When investors hedge a bet, they divide their money between risky investments that can bring big returns and reliable investments that help ensure that not everything is lost in the event of a market crash. Researchers at the Gladstone Institute have found that herpesvirus cytomegalovirus uses a similar approach to infecting the human body. The study is published in the journal Proceedings of the National Academy of Sciences.
Cytomegalovirus is a common virus of the same family as herpes simplex, chickenpox, and mononucleosis. More than half of all people become infected with cytomegalovirus throughout their lives. When infection occurs, the virus often goes into a dormant state, providing a person with a lifetime infection. However, in some cases, the virus emerges from a dormant state; for example, in children, and in transplant recipients. This not only leads to serious health problems but can also result in death. Indeed, cytomegalovirus is the main cause of birth defects in children and the main cause of transplant failure after transplantation.
In a new study, scientists describe in detail how cytomegalovirus goes into a dormant state: by changing the levels of certain proteins in its viral particles. This gives some of them a greater ability to cause disease, while others give a tendency to a latent state. This is the viral version of the “safe bet” that allows the virus to persist throughout the patient’s life.
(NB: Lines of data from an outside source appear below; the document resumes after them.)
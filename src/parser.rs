pub mod error;

pub use self::error::*;

use std::fs::File;
use std::io::prelude::*;
use std::io::BufReader;
use std::path::Path;

use bstr::io::BufReadExt;
use bstr::ByteSlice;
use lazy_static::lazy_static;
use regex::Regex;

use nom::character::complete::{char, digit1};
use nom::combinator::{all_consuming, map_res, opt, recognize};
use nom::sequence::{pair, terminated};
use nom::IResult;

use crate::graph::{ScaffoldEdge, ScaffoldGraph};
use crate::oriented::{reverse_name, OrientedContig};

/// A single token of a path line: an oriented contig, or the gap
/// estimate between two contigs, written as `<int>N`.
#[derive(Debug, Clone, PartialEq, Eq)]
pub enum PathStep {
    Contig(OrientedContig),
    Gap(i64),
}

impl PathStep {
    pub fn contig(&self) -> Option<&OrientedContig> {
        match self {
            PathStep::Contig(c) => Some(c),
            PathStep::Gap(_) => None,
        }
    }
}

/// One line of an abyss-scaffold path file,
/// `<path_id>\t<token> <token> ...`
#[derive(Debug, Clone, PartialEq, Eq)]
pub struct PathRecord {
    pub id: String,
    pub steps: Vec<PathStep>,
}

impl PathRecord {
    /// The oriented contigs of the path, with gap tokens stripped
    pub fn contigs(&self) -> impl Iterator<Item = &'_ OrientedContig> {
        self.steps.iter().filter_map(PathStep::contig)
    }

    /// Every (contig, gap, contig) triple of consecutive tokens.
    /// Adjacent contigs without a gap between them are not reported.
    pub fn gapped_adjacencies(
        &self,
    ) -> impl Iterator<Item = (&'_ OrientedContig, i64, &'_ OrientedContig)> {
        self.steps.windows(3).filter_map(|w| match w {
            [PathStep::Contig(a), PathStep::Gap(d), PathStep::Contig(b)] => {
                Some((a, *d, b))
            }
            _ => None,
        })
    }
}

fn gap_token(input: &str) -> IResult<&str, i64> {
    let digits = recognize(pair(opt(char('-')), digit1));
    let gap = map_res(digits, |s: &str| s.parse::<i64>());
    all_consuming(terminated(gap, char('N')))(input)
}

/// Parse a gap token such as `100N` into its length
pub fn parse_gap(token: &str) -> Option<i64> {
    gap_token(token).ok().map(|(_, d)| d)
}

pub fn parse_step(token: &str) -> StitchFieldResult<PathStep> {
    if let Some(d) = parse_gap(token) {
        return Ok(PathStep::Gap(d));
    }
    OrientedContig::parse(token)
        .map(PathStep::Contig)
        .map_err(|_| ParseFieldError::InvalidToken(token.to_string()))
}

fn parse_path_fields(line: &str) -> StitchFieldResult<PathRecord> {
    let mut fields = line.trim().split('\t');
    let id = fields.next().ok_or(ParseFieldError::MissingFields)?;
    let sequence = fields.next().ok_or(ParseFieldError::MissingFields)?;
    if id.is_empty() {
        return Err(ParseFieldError::InvalidField("path_id"));
    }

    let steps = sequence
        .split(' ')
        .filter(|t| !t.is_empty())
        .map(parse_step)
        .collect::<StitchFieldResult<Vec<_>>>()?;

    Ok(PathRecord {
        id: id.to_string(),
        steps,
    })
}

/// Parse a single path line. Returns `Ok(None)` for blank lines.
pub fn parse_path_line(line: &[u8]) -> StitchParseResult<Option<PathRecord>> {
    if line.trim_with(|c| c.is_whitespace()).is_empty() {
        return Ok(None);
    }
    let text = line
        .to_str()
        .map_err(|e| ParseError::invalid_line(e.into(), line))?;
    parse_path_fields(text)
        .map(Some)
        .map_err(|e| ParseError::invalid_line(e, line))
}

pub fn parse_path_lines<I>(lines: I) -> StitchParseResult<Vec<PathRecord>>
where
    I: IntoIterator,
    I::Item: AsRef<[u8]>,
{
    let mut records = Vec::new();
    for line in lines {
        if let Some(record) = parse_path_line(line.as_ref())? {
            records.push(record);
        }
    }
    Ok(records)
}

pub fn parse_path_reader<R: BufRead>(reader: R) -> StitchParseResult<Vec<PathRecord>> {
    let mut records = Vec::new();
    for line in reader.byte_lines() {
        if let Some(record) = parse_path_line(&line?)? {
            records.push(record);
        }
    }
    Ok(records)
}

pub fn parse_path_file<P: AsRef<Path>>(path: P) -> StitchParseResult<Vec<PathRecord>> {
    let file = File::open(path.as_ref())?;
    parse_path_reader(BufReader::new(file))
}

/// The kinds of line found in an abyss-scaffold dot file, after the
/// header line.
#[derive(Debug, Clone, PartialEq, Eq)]
pub enum DotLine {
    Vertex(String),
    /// The `e` attribute is parsed but not kept.
    Edge {
        source: String,
        target: String,
        d: i64,
        n: usize,
    },
    Close,
    Blank,
}

pub fn parse_dot_line(line: &str) -> Option<DotLine> {
    lazy_static! {
        static ref NODE_RE: Regex =
            Regex::new(r#""(\S+[+-])"\s+\[l=\d+\]"#).unwrap();
        static ref EDGE_RE: Regex = Regex::new(
            r#""(\S+[+-])"\s+->\s+"(\S+[+-])"\s+\[d=(-?\d+)\s+e=\d+\s+n=(\d+)\]"#
        )
        .unwrap();
    }

    let line = line.trim();
    if line.is_empty() {
        return Some(DotLine::Blank);
    }
    if let Some(caps) = NODE_RE.captures(line) {
        return Some(DotLine::Vertex(caps[1].to_string()));
    }
    if let Some(caps) = EDGE_RE.captures(line) {
        let d = caps[3].parse().ok()?;
        let n = caps[4].parse().ok()?;
        return Some(DotLine::Edge {
            source: caps[1].to_string(),
            target: caps[2].to_string(),
            d,
            n,
        });
    }
    if line == "}" {
        return Some(DotLine::Close);
    }
    None
}

/// Reads the unfiltered scaffold graph written by abyss-scaffold.
/// The first line is always treated as the header.
#[derive(Debug, Default, Clone)]
pub struct ScaffoldGraphParser {}

impl ScaffoldGraphParser {
    pub fn new() -> Self {
        Default::default()
    }

    pub fn parse_lines<I>(&self, lines: I) -> StitchParseResult<ScaffoldGraph>
    where
        I: IntoIterator,
        I::Item: AsRef<[u8]>,
    {
        let mut graph = ScaffoldGraph::new();
        for line in lines.into_iter().skip(1) {
            self.insert_line(&mut graph, line.as_ref())?;
        }
        Ok(graph)
    }

    pub fn parse_reader<R: BufRead>(&self, reader: R) -> StitchParseResult<ScaffoldGraph> {
        let mut graph = ScaffoldGraph::new();
        for line in reader.byte_lines().skip(1) {
            self.insert_line(&mut graph, &line?)?;
        }
        Ok(graph)
    }

    pub fn parse_file<P: AsRef<Path>>(&self, path: P) -> StitchParseResult<ScaffoldGraph> {
        let file = File::open(path.as_ref())?;
        self.parse_reader(BufReader::new(file))
    }

    fn insert_line(&self, graph: &mut ScaffoldGraph, line: &[u8]) -> StitchParseResult<()> {
        let text = line
            .to_str()
            .map_err(|e| ParseError::invalid_line(e.into(), line))?;
        match parse_dot_line(text) {
            Some(DotLine::Vertex(name)) => {
                graph.add_vertex(&name);
                if let Some(rev) = reverse_name(&name) {
                    graph.add_vertex(&rev);
                }
            }
            Some(DotLine::Edge {
                source,
                target,
                d,
                n,
            }) => {
                // a repeated edge line replaces the earlier attributes
                match graph.edge_between(&source, &target) {
                    Some(e) => {
                        if let Some(attrs) = graph.edge_mut(e) {
                            *attrs = ScaffoldEdge::new(d, n);
                        }
                    }
                    None => {
                        graph.add_edge(&source, &target, ScaffoldEdge::new(d, n));
                    }
                }
            }
            Some(DotLine::Close) | Some(DotLine::Blank) => (),
            None => return Err(ParseError::unexpected_graph_line(line)),
        }
        Ok(())
    }
}

#[cfg(test)]
mod tests {
    use super::*;
    use crate::oriented::Orientation;

    #[test]
    fn can_parse_gap_tokens() {
        assert_eq!(parse_gap("100N"), Some(100));
        assert_eq!(parse_gap("-25N"), Some(-25));
        assert_eq!(parse_gap("100"), None);
        assert_eq!(parse_gap("N"), None);
        assert_eq!(parse_gap("10N+"), None);
        assert_eq!(parse_gap("A+"), None);
    }

    #[test]
    fn can_parse_path_line() {
        let line = b"191361\t188729-5+ 21N 40000+ 30N 12-";
        let record = parse_path_line(line).unwrap().unwrap();
        assert_eq!(record.id, "191361");
        assert_eq!(record.steps.len(), 5);
        assert_eq!(
            record.steps[0],
            PathStep::Contig(OrientedContig::new("188729-5", Orientation::Forward))
        );
        assert_eq!(record.steps[1], PathStep::Gap(21));

        let adjacencies: Vec<_> = record
            .gapped_adjacencies()
            .map(|(a, d, b)| (a.to_string(), d, b.to_string()))
            .collect();
        assert_eq!(
            adjacencies,
            vec![
                ("188729-5+".to_string(), 21, "40000+".to_string()),
                ("40000+".to_string(), 30, "12-".to_string()),
            ]
        );
        assert_eq!(record.contigs().count(), 3);
    }

    #[test]
    fn ungapped_neighbours_are_not_adjacencies() {
        let record = parse_path_line(b"7\tA+ B- 5N C+").unwrap().unwrap();
        let adjacencies: Vec<_> = record.gapped_adjacencies().collect();
        assert_eq!(adjacencies.len(), 1);
        assert_eq!(adjacencies[0].0.to_string(), "B-");
    }

    #[test]
    fn bad_path_lines() {
        assert!(parse_path_line(b"").unwrap().is_none());
        assert!(matches!(
            parse_path_line(b"12 A+ 10N B-"),
            Err(ParseError::InvalidLine(ParseFieldError::MissingFields, _))
        ));
        assert!(matches!(
            parse_path_line(b"12\tA+ 10Q B-"),
            Err(ParseError::InvalidLine(ParseFieldError::InvalidToken(_), _))
        ));
        assert!(matches!(
            parse_path_line("1\tAé 10N B+".as_bytes()),
            Err(ParseError::InvalidLine(ParseFieldError::InvalidToken(t), _)) if t == "Aé"
        ));
    }

    #[test]
    fn can_parse_dot_lines() {
        assert_eq!(
            parse_dot_line("\"188266+\" [l=5012]"),
            Some(DotLine::Vertex("188266+".to_string()))
        );
        assert_eq!(
            parse_dot_line("\"188266+\" -> \"189231-\" [d=-41 e=12 n=7]"),
            Some(DotLine::Edge {
                source: "188266+".to_string(),
                target: "189231-".to_string(),
                d: -41,
                n: 7,
            })
        );
        assert_eq!(parse_dot_line("}"), Some(DotLine::Close));
        assert_eq!(parse_dot_line("node [shape=box]"), None);
    }

    #[test]
    fn can_parse_scaffold_graph() {
        let input = "digraph adj {\n\
                     \"A+\" [l=100]\n\
                     \"A-\" [l=100]\n\
                     \"B+\" [l=200]\n\
                     \"B-\" [l=200]\n\
                     \"A+\" -> \"B+\" [d=10 e=3 n=5]\n\
                     \"B-\" -> \"A-\" [d=10 e=3 n=5]\n\
                     }\n";
        let parser = ScaffoldGraphParser::new();
        let graph = parser.parse_lines(input.lines()).unwrap();
        assert_eq!(graph.vertex_count(), 4);
        assert_eq!(graph.edge_count(), 2);
        let e = graph.edge_between("A+", "B+").unwrap();
        assert_eq!(graph.edge(e), Some(&ScaffoldEdge::new(10, 5)));
        assert!(graph.are_connected("B-", "A-"));
    }

    #[test]
    fn unexpected_scaffold_line_is_fatal() {
        let input = vec!["digraph adj {", "\"A+\" [l=100]", "garbage", "}"];
        let parser = ScaffoldGraphParser::new();
        match parser.parse_lines(input) {
            Err(ParseError::UnexpectedGraphLine(line)) => assert_eq!(line, "garbage"),
            other => panic!("expected an unexpected-line error, got {:?}", other),
        }
    }
}
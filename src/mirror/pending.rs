use std::collections::BTreeMap;

use chrono::{DateTime, Utc};
use serde::Serialize;
use uuid::Uuid;

#[derive(Debug, Clone, PartialEq, Serialize)]
#[serde(tag = "kind", rename_all = "snake_case")]
pub enum PendingKind {
    CreateCourse,
    ReplaceFields { fields: Vec<&'static str> },
    CreateTask,
    MoveTask,
    DeleteTask,
}

/// An optimistic mutation that has been applied locally and sent to the
/// remote store, but not yet confirmed or rejected.
#[derive(Debug, Clone, Serialize)]
pub struct PendingOperation {
    pub id: Uuid,
    pub target_id: String,
    #[serde(flatten)]
    pub kind: PendingKind,
    pub issued_at: DateTime<Utc>,
}

#[derive(Debug, Default)]
pub struct PendingLedger {
    ops: BTreeMap<Uuid, PendingOperation>,
}

impl PendingLedger {
    pub fn begin(&mut self, target_id: &str, kind: PendingKind) -> Uuid {
        let id = Uuid::new_v4();
        self.ops.insert(
            id,
            PendingOperation {
                id,
                target_id: target_id.to_string(),
                kind,
                issued_at: Utc::now(),
            },
        );
        id
    }

    /// Removes the operation once the remote store has answered either way.
    pub fn settle(&mut self, id: Uuid) -> Option<PendingOperation> {
        self.ops.remove(&id)
    }

    pub fn list(&self) -> Vec<PendingOperation> {
        let mut ops: Vec<PendingOperation> = self.ops.values().cloned().collect();
        ops.sort_by_key(|op| op.issued_at);
        ops
    }

    pub fn len(&self) -> usize {
        self.ops.len()
    }

    pub fn is_empty(&self) -> bool {
        self.ops.is_empty()
    }
}
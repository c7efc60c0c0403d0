use chrono::{TimeZone, Utc};

use crate::models::{
    CalendarEvent, CourseRecord, Flashcard, FlashcardDeck, Item, Module,
};

/// Fallback data shown while the remote course collection is empty or
/// unreachable. Injected into the mirror and the flashcard shelf.
#[derive(Debug, Clone)]
pub struct SeedData {
    pub courses: Vec<CourseRecord>,
    pub decks: Vec<FlashcardDeck>,
}

impl SeedData {
    pub fn empty() -> Self {
        Self {
            courses: Vec::new(),
            decks: Vec::new(),
        }
    }

    pub fn course_ids(&self) -> Vec<String> {
        self.courses.iter().map(|c| c.id.clone()).collect()
    }
}

impl Default for SeedData {
    fn default() -> Self {
        Self {
            courses: demo_courses(),
            decks: demo_decks(),
        }
    }
}

fn demo_courses() -> Vec<CourseRecord> {
    let created_at = Utc
        .with_ymd_and_hms(2025, 1, 6, 8, 0, 0)
        .single()
        .unwrap_or_else(Utc::now);

    vec![
        CourseRecord {
            id: "demo-1".to_string(),
            title: "Bahasa Inggris".to_string(),
            description: "Persiapan TOEFL dan kosakata akademik".to_string(),
            code: "ENG101".to_string(),
            color: "bg-purple-600".to_string(),
            meeting_link: None,
            modules: vec![Module {
                title: "Minggu 1: Vocabulary".to_string(),
                items: vec![
                    Item::Link {
                        id: "demo-1-link-1".to_string(),
                        title: "Daftar Kosakata".to_string(),
                        url: "https://example.com/vocabulary".to_string(),
                        completed: false,
                    },
                    Item::Assignment {
                        id: "demo-1-assign-1".to_string(),
                        title: "Essay Pendek".to_string(),
                        deadline: "Minggu Depan".to_string(),
                        attachment: None,
                        completed: false,
                    },
                ],
            }],
            submissions: Vec::new(),
            discussions: Vec::new(),
            students: Vec::new(),
            calendar_events: vec![CalendarEvent {
                id: "demo-1-event-1".to_string(),
                title: "Ujian Tengah Semester".to_string(),
                date: "2025-03-10".to_string(),
                kind: "exam".to_string(),
            }],
            created_at,
            version: 0,
        },
        CourseRecord {
            id: "demo-2".to_string(),
            title: "Fisika Dasar".to_string(),
            description: "Mekanika dan energi".to_string(),
            code: "FIS201".to_string(),
            color: "bg-blue-600".to_string(),
            meeting_link: None,
            modules: vec![Module {
                title: "Bab 1: Hukum Newton".to_string(),
                items: vec![Item::Video {
                    id: "demo-2-video-1".to_string(),
                    title: "Pengantar Hukum Newton".to_string(),
                    url: "https://www.youtube.com/watch?v=demo".to_string(),
                    is_youtube: true,
                    completed: false,
                }],
            }],
            submissions: Vec::new(),
            discussions: Vec::new(),
            students: Vec::new(),
            calendar_events: Vec::new(),
            created_at,
            version: 0,
        },
    ]
}

fn card(question: &str, answer: &str) -> Flashcard {
    Flashcard {
        question: question.to_string(),
        answer: answer.to_string(),
    }
}

fn demo_decks() -> Vec<FlashcardDeck> {
    vec![
        FlashcardDeck {
            id: "1".to_string(),
            course_id: Some("demo-1".to_string()),
            title: "Vocabulary TOEFL".to_string(),
            subject: "Bahasa Inggris".to_string(),
            cards: vec![
                card("Abundant", "Berlimpah / Banyak sekali"),
                card("Benevolent", "Baik hati / Dermawan"),
                card("Candid", "Jujur / Terus terang"),
            ],
        },
        FlashcardDeck {
            id: "2".to_string(),
            course_id: Some("demo-2".to_string()),
            title: "Rumus Fisika Dasar".to_string(),
            subject: "Fisika".to_string(),
            cards: vec![
                card("Rumus Gaya (F)", "F = m . a (Massa x Percepatan)"),
                card("Energi Kinetik (Ek)", "Ek = 1/2 . m . v^2"),
                card("Hukum Newton III", "Aksi = -Reaksi"),
            ],
        },
        FlashcardDeck {
            id: "3".to_string(),
            course_id: None,
            title: "Sejarah Indonesia".to_string(),
            subject: "Sejarah".to_string(),
            cards: vec![
                card("Tanggal Kemerdekaan", "17 Agustus 1945"),
                card("Presiden Pertama", "Ir. Soekarno"),
                card(
                    "Peristiwa Rengasdengklok",
                    "Penculikan Soekarno-Hatta oleh golongan muda",
                ),
            ],
        },
    ]
}
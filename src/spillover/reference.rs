use std::fmt;

use serde::{Deserialize, Deserializer, Serialize, Serializer};

pub const LOCAL_PREFIX: &str = "LOCAL:";

/// Location of a piece of file content. The string form is what gets stored
/// in course records; the `LOCAL:` prefix selects the resolution strategy.
#[derive(Debug, Clone, PartialEq, Eq)]
pub enum StorageReference {
    /// Direct remote URL.
    Url(String),
    /// Fully inlined encoded payload.
    Inline(String),
    /// Key into the local `file` namespace.
    Local(String),
}

impl StorageReference {
    pub fn parse(raw: &str) -> Self {
        if let Some(key) = raw.strip_prefix(LOCAL_PREFIX) {
            StorageReference::Local(key.to_string())
        } else if raw.starts_with("data:") {
            StorageReference::Inline(raw.to_string())
        } else {
            StorageReference::Url(raw.to_string())
        }
    }

    pub fn local_key(&self) -> Option<&str> {
        match self {
            StorageReference::Local(key) => Some(key),
            _ => None,
        }
    }
}

impl fmt::Display for StorageReference {
    fn fmt(&self, f: &mut fmt::Formatter<'_>) -> fmt::Result {
        match self {
            StorageReference::Url(url) => f.write_str(url),
            StorageReference::Inline(payload) => f.write_str(payload),
            StorageReference::Local(key) => write!(f, "{}{}", LOCAL_PREFIX, key),
        }
    }
}

impl Serialize for StorageReference {
    fn serialize<S: Serializer>(&self, serializer: S) -> Result<S::Ok, S::Error> {
        serializer.collect_str(self)
    }
}

impl<'de> Deserialize<'de> for StorageReference {
    fn deserialize<D: Deserializer<'de>>(deserializer: D) -> Result<Self, D::Error> {
        let raw = String::deserialize(deserializer)?;
        Ok(StorageReference::parse(&raw))
    }
}
pub mod dto;

use std::env;

use async_trait::async_trait;
use reqwest::{Client, RequestBuilder, Response, StatusCode, Url};
use serde::de::DeserializeOwned;

use crate::error::AppError;
use crate::models::{CourseField, CourseRecord, TaskDocument, UserProfile};

#[derive(Clone, Debug)]
pub struct RemoteConfig {
    pub base_url: String,
    pub api_token: String,
}

impl RemoteConfig {
    pub fn new_from_env() -> Result<Self, AppError> {
        let base_url = env::var("REMOTE_BASE_URL")
            .map_err(|_| AppError::BadRequest("REMOTE_BASE_URL is not set".to_string()))?;
        let api_token = env::var("REMOTE_API_TOKEN")
            .map_err(|_| AppError::BadRequest("REMOTE_API_TOKEN is not set".to_string()))?;

        Ok(Self {
            base_url: base_url.trim_end_matches('/').to_string(),
            api_token,
        })
    }
}

/// Hosted document store holding the course collection, per-user task
/// documents and user profiles.
#[async_trait]
pub trait RemoteStore: Send + Sync {
    async fn fetch_courses(&self) -> Result<Vec<CourseRecord>, AppError>;
    async fn insert_course(&self, course: &CourseRecord) -> Result<CourseRecord, AppError>;
    /// Replaces whole fields; returns the new version. A stale
    /// `expected_version` yields [`AppError::Conflict`].
    async fn update_course_fields(
        &self,
        id: &str,
        fields: &[CourseField],
        expected_version: u64,
    ) -> Result<u64, AppError>;

    /// Tasks owned by `owner_id`, oldest first.
    async fn fetch_tasks(&self, owner_id: &str) -> Result<Vec<TaskDocument>, AppError>;
    async fn insert_task(&self, task: &TaskDocument) -> Result<(), AppError>;
    async fn update_task_status(&self, task: &TaskDocument) -> Result<(), AppError>;
    async fn delete_task(&self, id: &str) -> Result<(), AppError>;

    async fn fetch_profile(&self, uid: &str) -> Result<Option<UserProfile>, AppError>;
    async fn put_profile(&self, profile: &UserProfile) -> Result<(), AppError>;
}

pub struct HttpRemoteStore {
    client: Client,
    config: RemoteConfig,
}

impl HttpRemoteStore {
    pub fn new(config: RemoteConfig) -> Result<Self, AppError> {
        let client = Client::builder()
            .build()
            .map_err(|e| AppError::BadRequest(format!("Failed to build http client: {}", e)))?;
        Ok(Self { client, config })
    }

    /// Appends `segments` to the base URL, percent-encoding each one.
    fn url(&self, segments: &[&str]) -> Result<Url, AppError> {
        let mut url = Url::parse(&self.config.base_url)
            .map_err(|e| AppError::Remote(format!("invalid REMOTE_BASE_URL: {}", e)))?;
        url.path_segments_mut()
            .map_err(|_| AppError::Remote("REMOTE_BASE_URL cannot take a path".to_string()))?
            .pop_if_empty()
            .extend(segments);
        Ok(url)
    }

    fn tasks_url(&self, owner_id: &str) -> Result<Url, AppError> {
        let mut url = self.url(&["tasks"])?;
        url.query_pairs_mut()
            .append_pair("owner", owner_id)
            .append_pair("order_by", "created_at");
        Ok(url)
    }

    async fn send(&self, request: RequestBuilder) -> Result<Response, AppError> {
        let response = request
            .bearer_auth(&self.config.api_token)
            .send()
            .await
            .map_err(|e| AppError::Remote(format!("request failed: {}", e)))?;

        let status = response.status();
        if status.is_success() {
            return Ok(response);
        }

        let body = response.text().await.unwrap_or_default();
        match status {
            StatusCode::NOT_FOUND => Err(AppError::NotFound),
            StatusCode::CONFLICT => Err(AppError::Conflict(body)),
            _ => Err(AppError::Remote(format!("remote store error {}: {}", status, body))),
        }
    }

    async fn read_json<T: DeserializeOwned>(&self, response: Response) -> Result<T, AppError> {
        let body_text = response
            .text()
            .await
            .map_err(|e| AppError::Remote(format!("failed to read body: {}", e)))?;

        serde_json::from_str::<T>(&body_text).map_err(|e| {
            tracing::error!("Failed to parse: {}", e);
            AppError::Remote(format!("Failed to parse remote response: {}", e))
        })
    }
}

#[async_trait]
impl RemoteStore for HttpRemoteStore {
    async fn fetch_courses(&self) -> Result<Vec<CourseRecord>, AppError> {
        let response = self.send(self.client.get(self.url(&["courses"])?)).await?;
        let list: dto::ListDocumentsResponse<CourseRecord> = self.read_json(response).await?;
        Ok(list.documents)
    }

    async fn insert_course(&self, course: &CourseRecord) -> Result<CourseRecord, AppError> {
        let response = self
            .send(self.client.post(self.url(&["courses"])?).json(course))
            .await?;
        self.read_json(response).await
    }

    async fn update_course_fields(
        &self,
        id: &str,
        fields: &[CourseField],
        expected_version: u64,
    ) -> Result<u64, AppError> {
        let body = dto::UpdateCourseRequest::new(fields, expected_version)?;
        let response = self
            .send(
                self.client
                    .patch(self.url(&["courses", id])?)
                    .json(&body),
            )
            .await?;
        let updated: dto::UpdateCourseResponse = self.read_json(response).await?;
        Ok(updated.version)
    }

    async fn fetch_tasks(&self, owner_id: &str) -> Result<Vec<TaskDocument>, AppError> {
        let response = self
            .send(
                self.client.get(self.tasks_url(owner_id)?),
            )
            .await?;
        let list: dto::ListDocumentsResponse<TaskDocument> = self.read_json(response).await?;
        Ok(list.documents)
    }

    async fn insert_task(&self, task: &TaskDocument) -> Result<(), AppError> {
        self.send(self.client.post(self.url(&["tasks"])?).json(task))
            .await?;
        Ok(())
    }

    async fn update_task_status(&self, task: &TaskDocument) -> Result<(), AppError> {
        let updated_at = task.updated_at.to_rfc3339();
        let body = dto::UpdateTaskRequest {
            status: task.status,
            updated_at: &updated_at,
        };
        self.send(
            self.client
                .patch(self.url(&["tasks", task.id.as_str()])?)
                .json(&body),
        )
        .await?;
        Ok(())
    }

    async fn delete_task(&self, id: &str) -> Result<(), AppError> {
        self.send(self.client.delete(self.url(&["tasks", id])?))
            .await?;
        Ok(())
    }

    async fn fetch_profile(&self, uid: &str) -> Result<Option<UserProfile>, AppError> {
        match self
            .send(self.client.get(self.url(&["users", uid])?))
            .await
        {
            Ok(response) => Ok(Some(self.read_json(response).await?)),
            Err(AppError::NotFound) => Ok(None),
            Err(e) => Err(e),
        }
    }

    async fn put_profile(&self, profile: &UserProfile) -> Result<(), AppError> {
        self.send(
            self.client
                .put(self.url(&["users", profile.uid.as_str()])?)
                .json(profile),
        )
        .await?;
        Ok(())
    }
}

/// Remote that holds nothing and accepts every write. Used when no remote is
/// configured; the mirror then shows seed data.
pub struct NoopRemoteStore;

#[async_trait]
impl RemoteStore for NoopRemoteStore {
    async fn fetch_courses(&self) -> Result<Vec<CourseRecord>, AppError> {
        Ok(Vec::new())
    }

    async fn insert_course(&self, course: &CourseRecord) -> Result<CourseRecord, AppError> {
        Ok(course.clone())
    }

    async fn update_course_fields(
        &self,
        _id: &str,
        _fields: &[CourseField],
        expected_version: u64,
    ) -> Result<u64, AppError> {
        Ok(expected_version + 1)
    }

    async fn fetch_tasks(&self, _owner_id: &str) -> Result<Vec<TaskDocument>, AppError> {
        Ok(Vec::new())
    }

    async fn insert_task(&self, _task: &TaskDocument) -> Result<(), AppError> {
        Ok(())
    }

    async fn update_task_status(&self, _task: &TaskDocument) -> Result<(), AppError> {
        Ok(())
    }

    async fn delete_task(&self, _id: &str) -> Result<(), AppError> {
        Ok(())
    }

    async fn fetch_profile(&self, _uid: &str) -> Result<Option<UserProfile>, AppError> {
        Ok(None)
    }

    async fn put_profile(&self, _profile: &UserProfile) -> Result<(), AppError> {
        Ok(())
    }
}

#[cfg(test)]
mod tests {
    use super::*;

    fn store() -> HttpRemoteStore {
        HttpRemoteStore::new(RemoteConfig {
            base_url: "https://documents.example.com/v1".to_string(),
            api_token: "token".to_string(),
        })
        .unwrap()
    }

    #[test]
    fn test_owner_filter_is_encoded() {
        let url = store().tasks_url("a&b=c#d").unwrap();
        assert_eq!(
            url.as_str(),
            "https://documents.example.com/v1/tasks?owner=a%26b%3Dc%23d&order_by=created_at"
        );
    }

    #[test]
    fn test_path_segments_are_encoded() {
        let url = store().url(&["users", "u/1?x"]).unwrap();
        assert_eq!(url.as_str(), "https://documents.example.com/v1/users/u%2F1%3Fx");
    }
}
Cytomegalovirus is a devastating disease that causes serious birth defects. We now have a new understanding of how the virus establishes latency, which, in our opinion, will help pave the way for new methods of treatment.
Lor Weinberger, first author of the study and director of the Center for Cellular Scheme at Gladstone Institutes
Under a microscope, scientists noticed that some cytomegalovirus particles have a very high level of pp71 protein, while others do not. Protein pp71 is involved in the replication of viral DNA, and also helps the virus evade the immune response of the human body. However, the researchers wondered why some particles contain much more protein than others.
Some particles had 40 times more protein. Other viral proteins changed the concentration only twice between the individual particles of cytomegalovirus. Scientists then discovered that particles with more pp71 protein were more contagious and reproduce more of their DNA than particles with less pp71.
When pp71 protein was present at higher levels, the virus had an advantage and could undergo faster replication. But the discovery posed an interesting question: if high protein levels provide an evolutionary advantage for the virus by enhancing replication, why does the virus still create some particles with a relatively small amount of pp71?
Scientists have suggested that particles with a low pp71 level should also have an evolutionary advantage under various conditions. And, indeed, the researchers found that a low level of pp71 was needed by the virus to establish latency.
A better understanding of how viruses establish latency can help researchers develop more effective treatments that eliminate not only the entire active virus in someone else’s body but also its hidden copies.